WHAT YOU HAVE TO DO: Report each line below that carries the word "MyemteeError".

EXERCISE DATA:
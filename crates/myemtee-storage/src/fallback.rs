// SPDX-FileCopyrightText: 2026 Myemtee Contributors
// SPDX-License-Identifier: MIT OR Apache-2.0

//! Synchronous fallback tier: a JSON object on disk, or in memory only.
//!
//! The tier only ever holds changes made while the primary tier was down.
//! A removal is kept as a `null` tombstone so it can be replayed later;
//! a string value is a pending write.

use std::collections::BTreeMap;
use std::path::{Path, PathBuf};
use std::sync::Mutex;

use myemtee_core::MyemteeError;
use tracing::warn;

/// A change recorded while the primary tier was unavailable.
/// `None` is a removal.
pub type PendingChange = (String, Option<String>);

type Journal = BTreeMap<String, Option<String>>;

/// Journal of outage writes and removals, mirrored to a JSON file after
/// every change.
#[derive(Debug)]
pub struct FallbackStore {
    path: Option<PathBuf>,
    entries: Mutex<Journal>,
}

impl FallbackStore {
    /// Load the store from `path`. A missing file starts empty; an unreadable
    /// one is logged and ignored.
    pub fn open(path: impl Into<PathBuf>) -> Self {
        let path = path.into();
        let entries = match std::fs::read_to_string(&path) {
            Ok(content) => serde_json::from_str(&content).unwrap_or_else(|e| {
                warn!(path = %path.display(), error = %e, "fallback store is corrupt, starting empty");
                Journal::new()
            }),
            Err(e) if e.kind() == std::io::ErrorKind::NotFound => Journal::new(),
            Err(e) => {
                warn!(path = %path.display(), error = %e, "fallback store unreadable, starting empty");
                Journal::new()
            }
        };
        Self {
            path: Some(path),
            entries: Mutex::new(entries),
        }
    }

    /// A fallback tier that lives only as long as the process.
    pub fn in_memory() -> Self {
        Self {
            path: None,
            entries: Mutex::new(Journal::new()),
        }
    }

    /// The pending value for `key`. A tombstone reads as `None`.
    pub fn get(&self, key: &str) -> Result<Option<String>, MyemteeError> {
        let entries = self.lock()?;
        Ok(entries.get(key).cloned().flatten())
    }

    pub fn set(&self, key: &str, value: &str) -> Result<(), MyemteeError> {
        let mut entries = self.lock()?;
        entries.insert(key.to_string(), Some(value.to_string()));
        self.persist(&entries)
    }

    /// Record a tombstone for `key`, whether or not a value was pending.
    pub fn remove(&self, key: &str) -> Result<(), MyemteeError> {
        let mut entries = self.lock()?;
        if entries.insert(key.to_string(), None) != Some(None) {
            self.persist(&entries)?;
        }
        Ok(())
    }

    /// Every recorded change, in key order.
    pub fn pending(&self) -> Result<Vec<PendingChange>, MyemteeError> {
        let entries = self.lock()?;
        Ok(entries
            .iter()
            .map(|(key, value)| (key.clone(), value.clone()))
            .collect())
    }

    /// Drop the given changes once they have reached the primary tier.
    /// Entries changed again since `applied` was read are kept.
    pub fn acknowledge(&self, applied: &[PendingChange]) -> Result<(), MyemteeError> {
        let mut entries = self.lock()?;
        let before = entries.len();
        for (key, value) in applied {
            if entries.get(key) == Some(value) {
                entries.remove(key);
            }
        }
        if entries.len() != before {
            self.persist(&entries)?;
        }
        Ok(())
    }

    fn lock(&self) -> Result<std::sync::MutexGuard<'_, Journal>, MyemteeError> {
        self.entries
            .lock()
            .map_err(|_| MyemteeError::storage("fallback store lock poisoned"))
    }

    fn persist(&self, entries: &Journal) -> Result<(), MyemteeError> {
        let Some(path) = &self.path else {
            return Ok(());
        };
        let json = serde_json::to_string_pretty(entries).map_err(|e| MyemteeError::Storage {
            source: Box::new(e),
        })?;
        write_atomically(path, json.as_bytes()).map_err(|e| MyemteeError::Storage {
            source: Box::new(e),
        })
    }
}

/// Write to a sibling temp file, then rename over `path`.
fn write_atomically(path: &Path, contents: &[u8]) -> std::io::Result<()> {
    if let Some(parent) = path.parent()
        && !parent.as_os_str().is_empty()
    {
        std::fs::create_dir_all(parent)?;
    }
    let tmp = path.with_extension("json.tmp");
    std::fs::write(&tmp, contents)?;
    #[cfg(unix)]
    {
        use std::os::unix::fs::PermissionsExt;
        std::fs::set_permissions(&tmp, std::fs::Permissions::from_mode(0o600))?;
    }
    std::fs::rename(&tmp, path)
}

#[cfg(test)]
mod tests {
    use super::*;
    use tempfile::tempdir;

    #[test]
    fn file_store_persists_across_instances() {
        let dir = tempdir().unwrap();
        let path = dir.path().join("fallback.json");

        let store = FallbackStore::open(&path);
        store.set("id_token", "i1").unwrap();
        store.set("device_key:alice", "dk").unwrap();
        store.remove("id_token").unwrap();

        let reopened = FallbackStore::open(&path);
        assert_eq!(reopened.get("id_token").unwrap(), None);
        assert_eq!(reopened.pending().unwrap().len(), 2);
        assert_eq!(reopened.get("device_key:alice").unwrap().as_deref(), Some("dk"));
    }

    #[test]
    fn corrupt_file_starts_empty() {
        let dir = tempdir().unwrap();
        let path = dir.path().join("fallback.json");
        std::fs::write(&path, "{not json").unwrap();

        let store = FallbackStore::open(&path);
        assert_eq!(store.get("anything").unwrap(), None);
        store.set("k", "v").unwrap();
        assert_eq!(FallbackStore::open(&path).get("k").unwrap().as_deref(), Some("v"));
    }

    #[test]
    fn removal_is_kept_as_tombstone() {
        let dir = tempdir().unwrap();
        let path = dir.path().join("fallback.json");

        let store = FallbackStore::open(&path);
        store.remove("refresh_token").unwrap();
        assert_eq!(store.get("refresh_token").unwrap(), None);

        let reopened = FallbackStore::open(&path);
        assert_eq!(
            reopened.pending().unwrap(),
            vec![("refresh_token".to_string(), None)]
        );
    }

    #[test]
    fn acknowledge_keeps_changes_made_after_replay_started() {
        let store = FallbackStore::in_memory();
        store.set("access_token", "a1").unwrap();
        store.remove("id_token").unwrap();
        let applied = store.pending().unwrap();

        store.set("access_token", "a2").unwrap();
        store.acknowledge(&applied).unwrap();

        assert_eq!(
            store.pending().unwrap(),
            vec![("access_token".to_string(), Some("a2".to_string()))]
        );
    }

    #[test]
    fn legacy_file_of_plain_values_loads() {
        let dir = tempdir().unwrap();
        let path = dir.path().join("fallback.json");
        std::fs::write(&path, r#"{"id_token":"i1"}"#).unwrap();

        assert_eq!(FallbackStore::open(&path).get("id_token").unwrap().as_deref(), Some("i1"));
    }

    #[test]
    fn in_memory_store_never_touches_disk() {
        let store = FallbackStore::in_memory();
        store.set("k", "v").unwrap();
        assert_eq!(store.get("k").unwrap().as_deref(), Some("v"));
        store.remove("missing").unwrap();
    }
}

YOUR SOLUTION:
use myemtee_core::MyemteeError;
    pub fn get(&self, key: &str) -> Result<Option<String>, MyemteeError> {
    pub fn set(&self, key: &str, value: &str) -> Result<(), MyemteeError> {
    pub fn remove(&self, key: &str) -> Result<(), MyemteeError> {
    pub fn pending(&self) -> Result<Vec<PendingChange>, MyemteeError> {
    pub fn acknowledge(&self, applied: &[PendingChange]) -> Result<(), MyemteeError> {
    fn lock(&self) -> Result<std::sync::MutexGuard<'_, Journal>, MyemteeError> {
            .map_err(|_| MyemteeError::storage("fallback store lock poisoned"))
    fn persist(&self, entries: &Journal) -> Result<(), MyemteeError> {
        let json = serde_json::to_string_pretty(entries).map_err(|e| MyemteeError::Storage {
        write_atomically(path, json.as_bytes()).map_err(|e| MyemteeError::Storage {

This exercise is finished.